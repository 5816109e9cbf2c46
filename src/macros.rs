/// Lazily compiled, process-wide regex for a literal pattern.
#[macro_export]
macro_rules! regex {
    ($pat:literal) => {{
        static RE: once_cell::sync::Lazy<regex::Regex> =
            once_cell::sync::Lazy::new(|| regex::Regex::new($pat).unwrap());
        &*RE
    }};
}
use super::ast::{ObjectMacro, Trigger};
use super::parse;
use crate::Options;

fn read(code: &str) -> super::ast::Root {
    parse("test.rive", code, &Options::default())
}

#[test]
fn definitions_land_in_begin() {
    let root = read("
        ! version = 2.0
        ! global debug = false
        ! var name = Aiden
        ! sub what's = what is
        ! person I = you
        ! array colors = red green
        ^ blue
    ");

    assert_eq!(root.begin.global.get("debug").map(String::as_str), Some("false"));
    assert_eq!(root.begin.var.get("name").map(String::as_str), Some("Aiden"));
    assert_eq!(root.begin.sub.get("what's").map(String::as_str), Some("what is"));
    assert_eq!(root.begin.person.get("i").map(String::as_str), Some("you"));
    assert_eq!(root.begin.array.get("colors"), Some(&vec!["red".to_string(), "green".to_string(), "blue".to_string()]));
}

#[test]
fn triggers_collect_their_lines() {
    let root = read("
        + hello bot
        - Hello, human!
        - Hi there!{weight=3}

        + how old am i
        * <get age> == undefined => I don't know.
        - You are <get age>.

        + hey
        @ hello bot

        + yes
        % do you like cheese
        - Me too.
    ");

    let triggers = &root.topics["random"].triggers;
    assert_eq!(triggers.len(), 4);
    assert_eq!(triggers[0], Trigger {
        pattern: "hello bot".to_string(),
        replies: vec!["Hello, human!".to_string(), "Hi there!{weight=3}".to_string()],
        ..Trigger::default()
    });
    assert_eq!(triggers[1].conditions, vec!["<get age> == undefined => I don't know.".to_string()]);
    assert_eq!(triggers[2].redirect.as_deref(), Some("hello bot"));
    assert_eq!(triggers[3].previous.as_deref(), Some("do you like cheese"));
}

#[test]
fn topics_and_begin_blocks() {
    let root = read("
        > begin
        + request
        - {ok}
        < begin

        > topic Sales includes support inherits global
        + buy *
        - Sold.
        < topic

        > topic sales inherits misc
        < topic

        + after topic
        - back in random
    ");

    assert_eq!(root.topics["__begin__"].triggers[0].pattern, "request");
    let sales = &root.topics["sales"];
    assert_eq!(sales.includes, vec!["support"]);
    assert_eq!(sales.inherits, vec!["global", "misc"]);
    assert_eq!(sales.triggers.len(), 1);
    assert_eq!(root.topics["random"].triggers[0].pattern, "after topic");
}

#[test]
fn comments_and_continuations() {
    let root = read("
        // a comment
        /* a block
           + not a trigger
           comment */
        ! local concat = space
        + tell me a story // inline comment
        - Once upon a time
        ^ there was a bot.

        ! local concat = newline
        + poem
        - Roses are red
        ^ violets are blue
    ");

    let triggers = &root.topics["random"].triggers;
    assert_eq!(triggers.len(), 2);
    assert_eq!(triggers[0].pattern, "tell me a story");
    assert_eq!(triggers[0].replies, vec!["Once upon a time there was a bot."]);
    assert_eq!(triggers[1].replies, vec!["Roses are red\nviolets are blue"]);
}

#[test]
fn default_concat_joins_without_space() {
    let root = read("
        + long
        - abc
        ^ def
    ");
    assert_eq!(root.topics["random"].triggers[0].replies, vec!["abcdef"]);
}

#[test]
fn object_blocks_are_verbatim() {
    let root = read("
        > object hello javascript
            return \"hello \" + args[0];  // kept
        < object

        + hi
        - <call>hello world</call>
    ");

    assert_eq!(root.objects, vec![ObjectMacro {
        name: "hello".to_string(),
        language: "javascript".to_string(),
        code: vec!["            return \"hello \" + args[0];  // kept".to_string()],
    }]);
    assert_eq!(root.topics["random"].triggers.len(), 1);
}

#[test]
fn strict_mode_skips_bad_triggers() {
    let code = "
        + Hello There
        - should be skipped in strict mode

        + fine
        - ok
        * broken condition
    ";

    let strict = read(code);
    let triggers = &strict.topics["random"].triggers;
    assert_eq!(triggers.len(), 1);
    assert_eq!(triggers[0].pattern, "fine");
    assert!(triggers[0].conditions.is_empty());

    let lenient = parse("test.rive", code, &Options { strict: false, ..Options::default() });
    assert_eq!(lenient.topics["random"].triggers.len(), 2);
}

#[test]
fn stray_lines_are_ignored() {
    let root = read("
        - reply without trigger
        ? unknown command
        ! definition without equals
        + ok
        - fine
    ");
    assert_eq!(root.topics["random"].triggers.len(), 1);
    assert_eq!(root.topics["random"].triggers[0].replies, vec!["fine"]);
}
== == ==
#### Task statement
Retype all the data exactly, line for line.

#### Answer section
repository 5816109e9cbf2c46
filename src/macros.rs
/// Lazily compiled, process-wide regex for a literal pattern.
#[macro_export]
macro_rules! regex {
    ($pat:literal) => {{
        static RE: once_cell::sync::Lazy<regex::Regex> =
            once_cell::sync::Lazy::new(|| regex::Regex::new($pat).unwrap());
        &*RE
    }};
}
use super::ast::{ObjectMacro, Trigger};
use super::parse;
use crate::Options;

fn read(code: &str) -> super::ast::Root {
    parse("test.rive", code, &Options::default())
}

#[test]
fn definitions_land_in_begin() {
    let root = read("
        ! version = 2.0
        ! global debug = false
        ! var name = Aiden
        ! sub what's = what is
        ! person I = you
        ! array colors = red green
        ^ blue
    ");

    assert_eq!(root.begin.global.get("debug").map(String::as_str), Some("false"));
    assert_eq!(root.begin.var.get("name").map(String::as_str), Some("Aiden"));
    assert_eq!(root.begin.sub.get("what's").map(String::as_str), Some("what is"));
    assert_eq!(root.begin.person.get("i").map(String::as_str), Some("you"));
    assert_eq!(root.begin.array.get("colors"), Some(&vec!["red".to_string(), "green".to_string(), "blue".to_string()]));
}

#[test]
fn triggers_collect_their_lines() {
    let root = read("
        + hello bot
        - Hello, human!
        - Hi there!{weight=3}

        + how old am i
        * <get age> == undefined => I don't know.
        - You are <get age>.

        + hey
        @ hello bot

        + yes
        % do you like cheese
        - Me too.
    ");

    let triggers = &root.topics["random"].triggers;
    assert_eq!(triggers.len(), 4);
    assert_eq!(triggers[0], Trigger {
        pattern: "hello bot".to_string(),
        replies: vec!["Hello, human!".to_string(), "Hi there!{weight=3}".to_string()],
        ..Trigger::default()
    });
    assert_eq!(triggers[1].conditions, vec!["<get age> == undefined => I don't know.".to_string()]);
    assert_eq!(triggers[2].redirect.as_deref(), Some("hello bot"));
    assert_eq!(triggers[3].previous.as_deref(), Some("do you like cheese"));
}

#[test]
fn topics_and_begin_blocks() {
    let root = read("
        > begin
        + request
        - {ok}
        < begin

        > topic Sales includes support inherits global
        + buy *
        - Sold.
        < topic

        > topic sales inherits misc
        < topic

        + after topic
        - back in random
    ");

    assert_eq!(root.topics["__begin__"].triggers[0].pattern, "request");
    let sales = &root.topics["sales"];
    assert_eq!(sales.includes, vec!["support"]);
    assert_eq!(sales.inherits, vec!["global", "misc"]);
    assert_eq!(sales.triggers.len(), 1);
    assert_eq!(root.topics["random"].triggers[0].pattern, "after topic");
}

#[test]
fn comments_and_continuations() {
    let root = read("
        // a comment
        /* a block
           + not a trigger
           comment */
        ! local concat = space
        + tell me a story // inline comment
        - Once upon a time
        ^ there was a bot.

        ! local concat = newline
        + poem
        - Roses are red
        ^ violets are blue
    ");

    let triggers = &root.topics["random"].triggers;
    assert_eq!(triggers.len(), 2);
    assert_eq!(triggers[0].pattern, "tell me a story");
    assert_eq!(triggers[0].replies, vec!["Once upon a time there was a bot."]);
    assert_eq!(triggers[1].replies, vec!["Roses are red\nviolets are blue"]);
}

#[test]
fn default_concat_joins_without_space() {
    let root = read("
        + long
        - abc
        ^ def
    ");
    assert_eq!(root.topics["random"].triggers[0].replies, vec!["abcdef"]);
}

#[test]
fn object_blocks_are_verbatim() {
    let root = read("
        > object hello javascript
            return \"hello \" + args[0];  // kept
        < object

        + hi
        - <call>hello world</call>
    ");

    assert_eq!(root.objects, vec![ObjectMacro {
        name: "hello".to_string(),
        language: "javascript".to_string(),
        code: vec!["            return \"hello \" + args[0];  // kept".to_string()],
    }]);
    assert_eq!(root.topics["random"].triggers.len(), 1);
}

#[test]
fn strict_mode_skips_bad_triggers() {
    let code = "
        + Hello There
        - should be skipped in strict mode

        + fine
        - ok
        * broken condition
    ";

    let strict = read(code);
    let triggers = &strict.topics["random"].triggers;
    assert_eq!(triggers.len(), 1);
    assert_eq!(triggers[0].pattern, "fine");
    assert!(triggers[0].conditions.is_empty());

    let lenient = parse("test.rive", code, &Options { strict: false, ..Options::default() });
    assert_eq!(lenient.topics["random"].triggers.len(), 2);
}

#[test]
fn stray_lines_are_ignored() {
    let root = read("
        - reply without trigger
        ? unknown command
        ! definition without equals
        + ok
        - fine
    ");
    assert_eq!(root.topics["random"].triggers.len(), 1);
    assert_eq!(root.topics["random"].triggers[0].replies, vec!["fine"]);
}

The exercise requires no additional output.